Given data START
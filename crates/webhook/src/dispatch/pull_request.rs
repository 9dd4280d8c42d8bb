use serde_json::Value;
use tracing::debug;

use super::Dispatcher;
use crate::{
    error::WebhookError,
    event::{PullRequestEvent, PULL_REQUEST},
    notify::Notification,
};

impl Dispatcher {
    pub(super) async fn handle_pull_request(
        &self,
        event: &PullRequestEvent,
        payload: &Value,
    ) -> Result<(), WebhookError> {
        let pr = &event.pull_request;
        let repository = &event.repository.full_name;

        debug!(
            %repository,
            number = pr.number,
            action = %event.action,
            base = %pr.base.git_ref,
            head = %pr.head.git_ref,
            author = %pr.user.login,
            "Pull request received"
        );
        self.audit.log_event(PULL_REQUEST, payload).await?;

        match event.action.as_str() {
            "opened" | "reopened" => {
                self.notify(Notification::normal(
                    format!("PR #{} opened in {repository}", pr.number),
                    format!("📝 New PR #{}: {} in {repository}", pr.number, pr.title),
                ))
                .await;
            }
            "closed" if pr.merged => {
                self.notify(Notification::normal(
                    format!("PR #{} merged in {repository}", pr.number),
                    format!("✅ PR #{} merged in {repository}", pr.number),
                ))
                .await;
            }
            action => debug!(action, "No notification for pull request action"),
        }

        Ok(())
    }
}
use std::path::PathBuf;

use clap::Parser;
use eyre::Result;
use hw_common::{
    config::{load_config, CONFIG_PATH_ENV},
    logging::init_tracing,
};
use hw_webhook::start_webhook_server;
use tracing::{error, info, warn};

#[derive(Parser)]
#[command(name = "hookwarden", version)]
#[command(about = "Verifies GitHub webhook deliveries and acts on them", long_about = None)]
struct Cli {
    /// TOML config file, environment variables override its values
    #[arg(long, env = CONFIG_PATH_ENV)]
    config: Option<PathBuf>,

    /// Listen port, overrides PORT and the config file
    #[arg(long)]
    port: Option<u16>,
}

#[tokio::main]
async fn main() -> Result<()> {
    color_eyre::install()?;
    let cli = Cli::parse();

    let mut config = load_config(cli.config.as_deref())?;
    if let Some(port) = cli.port {
        config.port = port;
    }
    config.validate()?;

    let _guard = init_tracing(&config.logging)?;

    let notifications = &config.notifications;
    let ticketing = &config.ticketing;
    info!(
        version = env!("CARGO_PKG_VERSION"),
        port = config.port,
        log_dir = %config.log_dir.display(),
        web_log = %config.web_log_path.display(),
        github_token = config.github_token.is_some(),
        slack = notifications.slack_webhook_url.is_some(),
        discord = notifications.discord_webhook_url.is_some(),
        google_chat = notifications.google_chat_webhook_url.is_some(),
        jira = ticketing.jira_url.is_some() && ticketing.jira_api_key.is_some(),
        trello = ticketing.trello_api_key.is_some(),
        "Starting hookwarden"
    );

    if config.webhook_secret.is_none() {
        warn!("WEBHOOK_SECRET is not set, every delivery will be rejected");
    }
    let missing = config.missing_required();
    if !missing.is_empty() {
        warn!(?missing, "Some required configuration values are missing");
    }

    let shutdown = async {
        match tokio::signal::ctrl_c().await {
            Ok(()) => info!("Received shutdown signal, stopping gracefully..."),
            Err(e) => {
                error!("Failed to listen for shutdown signal: {}", e);
                std::future::pending::<()>().await;
            }
        }
    };

    start_webhook_server(config, shutdown).await?;

    info!("hookwarden shutdown complete");
    Ok(())
}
Given data END
Copy out each line of the data that includes the string "debug".

use tracing::debug;
        debug!(
            action => debug!(action, "No notification for pull request action"),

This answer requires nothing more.